The electric field distribution for the computational model was determined by solving the Laplace equation:

$$ \nabla \cdot \left( {\sigma \nabla \Upphi } \right) = 0 $$
(2)

where Φ represents the electric potential, σ is the direct current electrical conductivity of the tissue. The boundaries of the charged and grounded electrode surface were taken to be Φ = V 0 and Φ = 0, respectively. The targeted region was placed within an 8 cm diameter sphere peripheral region. This external boundary was found to be large enough not to influence model outcome, and was set as electrically insulating. The electrodes were separated by a 0.8 cm gap, with placement near opposite boundaries of the targeted volume. The electrodes’ diameters were chosen to be 1 mm, a size smaller than that of typical cryoablation and radiofrequency probes,26,41 with 3 mm long steel tips connected by an insulating material.
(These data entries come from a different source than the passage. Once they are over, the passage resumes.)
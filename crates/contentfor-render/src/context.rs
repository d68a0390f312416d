//! Render arguments: the per-request variable bag handed to every template.
//!
//! [`RenderArgs`] is owned by the request's controller for the lifetime of the
//! request. Values are stored as [`minijinja::Value`] so that plain serializable
//! data and engine objects (such as [`ContentForItems`](crate::ContentForItems))
//! can live side by side.
//!
//! Arguments are always named by the caller. Build them one at a time with
//! [`RenderArgs::with`], from a serializable struct with
//! [`RenderArgs::from_serialize`], or from a list of declared names plus values
//! with [`RenderArgs::zip`].
//!
//! # Example
//!
//! ```rust
//! use contentfor_render::RenderArgs;
//!
//! let args = RenderArgs::new()
//!     .with("title", "Hotels")
//!     .with("count", 3);
//!
//! assert_eq!(args.len(), 2);
//! assert!(args.contains_key("title"));
//! ```

use std::collections::BTreeMap;

use minijinja::Value;
use serde::Serialize;

use crate::error::RenderError;

/// Named values available to templates during a render.
#[derive(Debug, Clone, Default)]
pub struct RenderArgs {
    values: BTreeMap<String, Value>,
}

impl RenderArgs {
    /// Creates an empty argument map.
    pub fn new() -> Self {
        Self::default()
    }

    /// Builds arguments from a serializable struct or map.
    ///
    /// Each top-level field becomes one argument.
    ///
    /// # Errors
    ///
    /// Returns [`RenderError::ContextError`] if `data` does not serialize to a map.
    pub fn from_serialize<T: Serialize>(data: &T) -> Result<Self, RenderError> {
        match serde_json::to_value(data)? {
            serde_json::Value::Object(map) => Ok(Self {
                values: map
                    .into_iter()
                    .map(|(key, value)| (key, Value::from_serialize(&value)))
                    .collect(),
            }),
            other => Err(RenderError::ContextError(format!(
                "render arguments must serialize to a map, got {}",
                json_kind(&other)
            ))),
        }
    }

    /// Pairs declared argument names with values, in order.
    ///
    /// When the counts differ nothing is added; the mismatch is logged as a
    /// warning and the render carries on without these values.
    pub fn zip<S: AsRef<str>>(names: &[S], values: Vec<Value>) -> Self {
        if names.len() != values.len() {
            tracing::warn!(
                names = names.len(),
                values = values.len(),
                "render argument names found for a different number of values"
            );
            return Self::new();
        }
        Self {
            values: names
                .iter()
                .map(|name| name.as_ref().to_string())
                .zip(values)
                .collect(),
        }
    }

    /// Adds a serializable value and returns `self` for chaining.
    pub fn with(mut self, key: impl Into<String>, value: impl Serialize) -> Self {
        self.insert(key, value);
        self
    }

    /// Inserts a serializable value, replacing any previous value for `key`.
    pub fn insert(&mut self, key: impl Into<String>, value: impl Serialize) -> Option<Value> {
        self.values
            .insert(key.into(), Value::from_serialize(&value))
    }

    /// Inserts an engine value as-is.
    pub fn insert_value(&mut self, key: impl Into<String>, value: Value) -> Option<Value> {
        self.values.insert(key.into(), value)
    }

    pub fn get(&self, key: &str) -> Option<&Value> {
        self.values.get(key)
    }

    pub fn remove(&mut self, key: &str) -> Option<Value> {
        self.values.remove(key)
    }

    pub fn contains_key(&self, key: &str) -> bool {
        self.values.contains_key(key)
    }

    pub fn len(&self) -> usize {
        self.values.len()
    }

    pub fn is_empty(&self) -> bool {
        self.values.is_empty()
    }

    /// Merges `other` into `self`; values from `other` win.
    pub fn extend(&mut self, other: RenderArgs) {
        self.values.extend(other.values);
    }

    pub fn iter(&self) -> impl Iterator<Item = (&str, &Value)> {
        self.values.iter().map(|(k, v)| (k.as_str(), v))
    }

    /// Converts the arguments into the root value passed to the engine.
    pub fn to_value(&self) -> Value {
        Value::from(self.values.clone())
    }

    /// Returns a copy of the arguments with one extra entry.
    pub(crate) fn with_entry(&self, key: &str, value: Value) -> Value {
        let mut values = self.values.clone();
        values.insert(key.to_string(), value);
        Value::from(values)
    }
}

fn json_kind(value: &serde_json::Value) -> &'static str {
    match value {
        serde_json::Value::Null => "null",
        serde_json::Value::Bool(_) => "a boolean",
        serde_json::Value::Number(_) => "a number",
        serde_json::Value::String(_) => "a string",
        serde_json::Value::Array(_) => "a sequence",
        serde_json::Value::Object(_) => "a map",
    }
}
//! Template functions for named content regions.
//!
//! Two functions are installed into every [`TemplateSet`](super::TemplateSet):
//!
//! | Function | Returns |
//! |----------|---------|
//! | `could_yield(name)` | whether content is registered under `name` |
//! | `yield()` | the default body (the action's template) |
//! | `yield(name)` | the content registered under `name`, or nothing |
//!
//! A layout typically looks like:
//!
//! ```jinja
//! <html>
//!   <body>
//!     {% if could_yield("sidebar") %}<aside>{{ yield("sidebar") }}</aside>{% endif %}
//!     <main>{{ yield() }}</main>
//!   </body>
//! </html>
//! ```
//!
//! Yielded output is already rendered markup and is inserted without escaping.
//!
//! The same lookups are available from Rust through [`could_yield`] and
//! [`yield_content`], which take the render context explicitly.

use minijinja::value::Rest;
use minijinja::{Environment, Error, ErrorKind, State, Value};

use super::content::{ContentForItems, CONTENT_FOR_ITEMS};
use crate::error::RenderError;

/// Installs `could_yield` and `yield` into a MiniJinja environment.
///
/// This is called automatically when a [`TemplateSet`](super::TemplateSet) is
/// compiled. Call it yourself only when driving an environment directly.
pub fn register_functions(env: &mut Environment<'static>) {
    env.add_function("could_yield", could_yield_fn);
    env.add_function("yield", yield_fn);
}

/// Returns whether `name` has content registered in `context`.
///
/// Returns `false` when `context` has no `ContentForItems` or when it holds
/// something else.
pub fn could_yield(name: &str, context: &Value) -> bool {
    context
        .get_attr(CONTENT_FOR_ITEMS)
        .map(|items| contains(&items, name))
        .unwrap_or(false)
}

/// Renders the content registered under `target` (`None` for the default
/// body) against `context`.
///
/// An unregistered target renders as an empty string.
///
/// # Errors
///
/// Returns [`RenderError::ContextError`] when `context` has no usable
/// `ContentForItems`, or the yielded template's own error.
pub fn yield_content(target: Option<&str>, context: &Value) -> Result<String, RenderError> {
    let items = context.get_attr(CONTENT_FOR_ITEMS).unwrap_or_default();
    yield_from(&items, target.unwrap_or(""))
}

fn contains(items: &Value, name: &str) -> bool {
    items
        .downcast_object_ref::<ContentForItems>()
        .map(|content| content.contains(name))
        .unwrap_or(false)
}

fn yield_from(items: &Value, target: &str) -> Result<String, RenderError> {
    if items.is_undefined() || items.is_none() {
        return Err(RenderError::ContextError(
            "yield requires the base render context".into(),
        ));
    }
    let content = items
        .downcast_object_ref::<ContentForItems>()
        .ok_or_else(|| RenderError::ContextError("ContentForItems was overwritten".into()))?;

    Ok(content.render_target(target, items)?.unwrap_or_default())
}

fn could_yield_fn(state: &State, name: &str) -> bool {
    state
        .lookup(CONTENT_FOR_ITEMS)
        .map(|items| contains(&items, name))
        .unwrap_or(false)
}

fn yield_fn(state: &State, args: Rest<Value>) -> Result<Value, Error> {
    let target = match args.len() {
        0 => "",
        1 => args[0].as_str().ok_or_else(|| {
            Error::new(
                ErrorKind::InvalidOperation,
                "named yields require the name as the first argument",
            )
        })?,
        n => {
            return Err(Error::new(
                ErrorKind::TooManyArguments,
                format!("yield takes at most one argument, got {}", n),
            ))
        }
    };

    let items = state.lookup(CONTENT_FOR_ITEMS).unwrap_or_default();
    match yield_from(&items, target) {
        Ok(markup) => Ok(Value::from_safe_string(markup)),
        Err(err @ RenderError::ContextError(_)) => {
            Err(Error::new(ErrorKind::InvalidOperation, err.to_string()))
        }
        Err(err) => Err(Error::new(
            ErrorKind::InvalidOperation,
            format!("error calling yield: {}", err),
        )
        .with_source(err)),
    }
}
The conductivities of the targeted, σt, and peripheral breast tissue, σp, were varied with a tumor/peripheral conductivity ratio (σtp) between 0.1 and 10. It should be noted that the electric field distribution will not change for different absolute tissue conductivities for a given conductivity ratio. Therefore, the object of interest for treatment prediction in heterogeneous tissues is the ratio of conductivity between the two volumes. The IRE treated and thermally damaged volumes were analyzed for nine of these ratios.

Thermal Effects

The thermal behavior of the tissue due to electroporation may be assessed using the following modified Pennes Bioheat equation with an additional Joule heating term as described in Davalos et al.7:

$$ \nabla (k\nabla T) + w_{\text{b}} c_{\text{b}} (T_{\text{a}} - T) + q^{\prime\prime\prime} + \sigma \left| {\nabla \Upphi } \right|^{2} = \rho c_{\text{p}} {\frac{\partial T}{\partial t}} $$
(3)

where k is the thermal conductivity of the tissue, T is the temperature, c b and c p are blood and tissue heat capacity, respectively, T a is arterial temperature, ρ is tissue density, σ|∇Φ|2 is the joule heating term, q′′′ is metabolic heat generation, and w b is blood perfusion. The tumor metabolic heat generation term was determined based on its dimensions as described by Ng and Sudharsan.36 The initial condition for the temperature of the entire tissue was taken to be 310 K (37 °C). The external tissue thermal boundaries were treated as adiabatic.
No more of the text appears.